WORK INSTRUCTION ::
The answer should consist of every line in the material below that has the word "backing".

RECORDS PROVIDED ::

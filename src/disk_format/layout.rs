//! The volume is split into four consecutive regions:
//!
//! ```text
//! [superblock (1)] [inode table (K)] [data region (M)] [free block bitmap (J)]
//! ```
//!
//! Block indices stored in inodes, indirect blocks and the bitmap are relative to the start of the
//! data region.

use crate::sfs::{BlockIndex, BlockNumber};

use super::{
    block::BLOCK_SIZE,
    inode::{INODE_SIZE, NUM_INODES},
};

/// The number of blocks on the backing store.
pub const NUM_BLOCKS: usize = 26835;

/// A contiguous span of blocks on the backing store.
#[derive(Clone, Copy, Debug, PartialEq, Eq)]
pub struct Region {
    /// The first block of the span.
    pub start: BlockNumber,
    /// The number of blocks in the span.
    pub len: usize,
}

impl Region {
    pub const fn new(start: BlockNumber, len: usize) -> Self {
        Region { start, len }
    }

    /// The first block past the span.
    pub const fn end(&self) -> BlockNumber {
        self.start + self.len
    }

    /// The number of bytes the span holds.
    pub const fn byte_len(&self) -> usize {
        self.len * BLOCK_SIZE
    }
}

pub const SUPERBLOCK_REGION: Region = Region::new(0, 1);

pub const INODE_TABLE_BLOCKS: usize = (NUM_INODES * INODE_SIZE).div_ceil(BLOCK_SIZE);
pub const INODE_TABLE_REGION: Region = Region::new(SUPERBLOCK_REGION.end(), INODE_TABLE_BLOCKS);

// the bitmap is sized for everything after the inode table, which slightly over-provisions it
// since the bitmap blocks themselves need no bits
const UNRESERVED_BLOCKS: usize = NUM_BLOCKS - INODE_TABLE_REGION.end();
pub const BITMAP_BLOCKS: usize = UNRESERVED_BLOCKS.div_ceil(BLOCK_SIZE * 8);

/// The number of blocks available for file content, indirect blocks and the directory.
pub const NUM_DATA_BLOCKS: usize = UNRESERVED_BLOCKS - BITMAP_BLOCKS;
pub const DATA_REGION: Region = Region::new(INODE_TABLE_REGION.end(), NUM_DATA_BLOCKS);

pub const BITMAP_REGION: Region = Region::new(DATA_REGION.end(), BITMAP_BLOCKS);

const_assert!(BITMAP_REGION.end() == NUM_BLOCKS);
const_assert!(BITMAP_BLOCKS * BLOCK_SIZE * 8 >= NUM_DATA_BLOCKS);
// block pointers are stored as `u32`s, with `u32::MAX` reserved
const_assert!(NUM_DATA_BLOCKS < u32::MAX as usize);

/// The single-block region holding data block `block`.
pub const fn data_block(block: BlockIndex) -> Region {
    Region::new(DATA_REGION.start + block, 1)
}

COMPLETED EXERCISE ::
/// The number of blocks on the backing store.
/// A contiguous span of blocks on the backing store.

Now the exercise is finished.